Discussion in 'Trumpet Discussion' started by TrumpetKid123, Sep 25, 2010.

  1. kingtrumpet

    kingtrumpet Utimate User

    Sep 20, 2009
    New York State USA
    an analogy I use for the air is like trying to blow a candle out further away -- so each higher note you are using your lower stomach/diaphragm muscle to push air.
    That said there are many posts about high notes. I would encourage you to be patient, and not get frustrated or focused on ONLY high notes. It may be difficult at 12 to hear this, but correct practice, focused on the lesson at hand, and intelligent practice (not forcing a high note) --will be of great benefit to you -- master the fundamentals and the high notes -- they will come with diligent practice, and strength in your muscles.
  2. B15M

    B15M Forte User

    Dec 30, 2003
    Monroe Ct.
    All of this is good advice. Good things to work on.

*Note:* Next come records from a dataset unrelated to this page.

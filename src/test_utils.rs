//! Shared test utilities for the box office.
//!
//! This module provides common helper functions for setting up test databases
//! and creating halls, movies, sessions and accounts with sensible defaults.

use crate::{
    clock::FixedClock,
    core::{
        access::{Actor, Role},
        context::CoreContext,
        hall, movie,
        purchase::{self, Receipt},
        session::{self, SessionDraft},
        user::{self, NewUser},
    },
    entities,
    errors::Result,
};
use chrono::{NaiveDate, NaiveTime};
use rust_decimal::Decimal;
use sea_orm::DatabaseConnection;
use std::sync::Arc;
use tempfile::TempDir;

/// Creates an in-memory `SQLite` database with all tables initialized.
/// This is the standard setup for all integration tests.
pub async fn setup_test_db() -> Result<DatabaseConnection> {
    let db = sea_orm::Database::connect("sqlite::memory:").await?;
    crate::config::database::create_tables(&db).await?;
    Ok(db)
}

/// Creates a file-backed `SQLite` database inside `dir`.
///
/// Unlike the in-memory database this one is served by a pool of several
/// connections, so concurrent transactions really do interleave.
pub async fn setup_file_db(dir: &TempDir) -> Result<DatabaseConnection> {
    let path = dir.path().join("box_office.sqlite");
    let url = format!("sqlite://{}?mode=rwc", path.display());
    let db = crate::config::database::create_connection(&url).await?;
    crate::config::database::create_tables(&db).await?;
    Ok(db)
}

/// Builds a regular account with the default wallet.
pub fn new_user(username: &str, token: &str) -> NewUser {
    NewUser {
        username: username.to_string(),
        email: format!("{username}@example.com"),
        token: token.to_string(),
        is_staff: false,
        is_superuser: false,
        wallet: None,
    }
}

/// Creates a regular account holding `wallet`. The token is `<username>-token`.
pub async fn create_test_user(
    db: &DatabaseConnection,
    username: &str,
    wallet: Decimal,
) -> Result<entities::user::Model> {
    let mut account = new_user(username, &format!("{username}-token"));
    account.wallet = Some(wallet);
    user::create_user(db, account).await
}

/// Time of day from hours and minutes.
pub fn hm(hour: u32, minute: u32) -> NaiveTime {
    NaiveTime::from_hms_opt(hour, minute, 0).unwrap_or(NaiveTime::MIN)
}

/// A day in January 2025, the month every scenario is set in.
pub fn scenario_day(day: u32) -> NaiveDate {
    NaiveDate::from_ymd_opt(2025, 1, day).unwrap_or_default()
}

/// A draft priced at 10.00 running from `days.0` to `days.1` of January 2025.
pub fn session_draft(
    hall_id: i64,
    movie_id: i64,
    days: (u32, u32),
    window: (NaiveTime, NaiveTime),
) -> SessionDraft {
    SessionDraft {
        hall_id,
        movie_id,
        start_date: scenario_day(days.0),
        end_date: scenario_day(days.1),
        start_time: window.0,
        end_time: window.1,
        price: Decimal::from(10),
    }
}

/// A database with one staff member and one customer, and a clock frozen at
/// noon on 2025-01-01.
pub struct BoxOfficeFixture {
    /// Core handles
    pub ctx: CoreContext,
    /// A staff actor
    pub staff: Actor,
    /// The customer's actor
    pub customer: Actor,
    /// The customer's account id (wallet 10000.00)
    pub customer_id: i64,
    /// Holds the database file of [`BoxOfficeFixture::on_disk`] fixtures
    _dir: Option<TempDir>,
}

impl BoxOfficeFixture {
    /// Sets up an in-memory database and both accounts.
    pub async fn new() -> Result<Self> {
        Self::with_db(setup_test_db().await?, None).await
    }

    /// Like [`BoxOfficeFixture::new`], but over a multi-connection database
    /// file in a temporary directory.
    pub async fn on_disk() -> Result<Self> {
        let dir = TempDir::new()?;
        let db = setup_file_db(&dir).await?;
        Self::with_db(db, Some(dir)).await
    }

    async fn with_db(db: DatabaseConnection, dir: Option<TempDir>) -> Result<Self> {

        let mut staff = new_user("staff", "staff-token");
        staff.is_staff = true;
        let staff = user::create_user(&db, staff).await?;
        let customer = user::create_user(&db, new_user("customer", "customer-token")).await?;

        let clock = FixedClock::new(scenario_day(1), hm(12, 0));
        Ok(Self {
            ctx: CoreContext::new(db, Arc::new(clock)),
            staff: Actor {
                user_id: Some(staff.id),
                role: Role::Staff,
            },
            customer: Actor::from_user(&customer),
            customer_id: customer.id,
            _dir: dir,
        })
    }

    /// The same data seen from a clock frozen at `date` `time`.
    #[must_use]
    pub fn at(self, date: NaiveDate, time: NaiveTime) -> Self {
        Self {
            ctx: CoreContext::new(self.ctx.db, Arc::new(FixedClock::new(date, time))),
            ..self
        }
    }

    /// Creates a hall as staff.
    pub async fn hall(&self, name: &str, seats: i32) -> Result<entities::hall::Model> {
        hall::create_hall(&self.ctx, &self.staff, name, seats).await
    }

    /// Creates a movie as staff.
    pub async fn movie(&self, title: &str) -> Result<entities::movie::Model> {
        let draft = movie::MovieDraft {
            title: title.to_string(),
            description: String::new(),
            year: 2024,
        };
        movie::create_movie(&self.ctx, &self.staff, &draft).await
    }

    /// Schedules a session as staff.
    pub async fn session(&self, draft: SessionDraft) -> Result<entities::session::Model> {
        session::create_session(&self.ctx, &self.staff, &draft).await
    }

    /// "Red Hall" with 50 seats showing one movie at 10.00, 18:00 to 20:00,
    /// 2025-01-01 through 2025-01-10.
    pub async fn scenario_session(&self) -> Result<entities::session::Model> {
        let red = self.hall("Red Hall", 50).await?;
        let movie = self.movie("The Matinee").await?;
        self.session(session_draft(red.id, movie.id, (1, 10), (hm(18, 0), hm(20, 0))))
            .await
    }

    /// Buys tickets as the customer.
    pub async fn buy(
        &self,
        showing: &entities::session::Model,
        quantity: i32,
        show_date: NaiveDate,
    ) -> Result<Receipt> {
        purchase::purchase_tickets(&self.ctx, &self.customer, showing.id, quantity, show_date)
            .await
    }
}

    I think the answer is you just need to play. Keep playing and work on good form, it will come.
  3. RichJ

    RichJ Piano User

    Jan 16, 2008
    Northern Virginia
    The best way to improve range is with systematic practice over the whole range that you can play and not practicing overly loudly. I'd suggest getting a copy of "Technical Studies for the Cornet" by Herbert L. Clarke. It has many exercises that build very progressively and will improve your playing in all respects (breathing, relaxation, fingering, etc.) if you practice them in the manner described in the book. It is a universal book for advanced trumpet playing (nearly as common as the Arban book) but is also suitable for a beginning intermediate player.

    Most likely, you need to do more than just take a bigger breath, though that might be 90% of your problem if you are talking about notes below G on top of the staff.

    Age or lung capacity is not your problem. There are more and more 8-10 year olds who play easily up to high C and beyond with less than half the lung capacity of an adult. They aren't freaks of nature. They just play efficiently and practice a lot.
  4. Markie

    Markie Forte User

    Jan 4, 2009
    Clarksburg, WV
    kingtrumpet sez:

    an analogy I use for the air is like trying to blow a candle out
    Wow! This is what I use to help people develop an embrochure. I tell them to pretend to blow out a candle and while they are doing that, I tell them:
    "Keep blowing out the imaginary candle and put the horn up to your lips and play. That's how your lips should be when you play.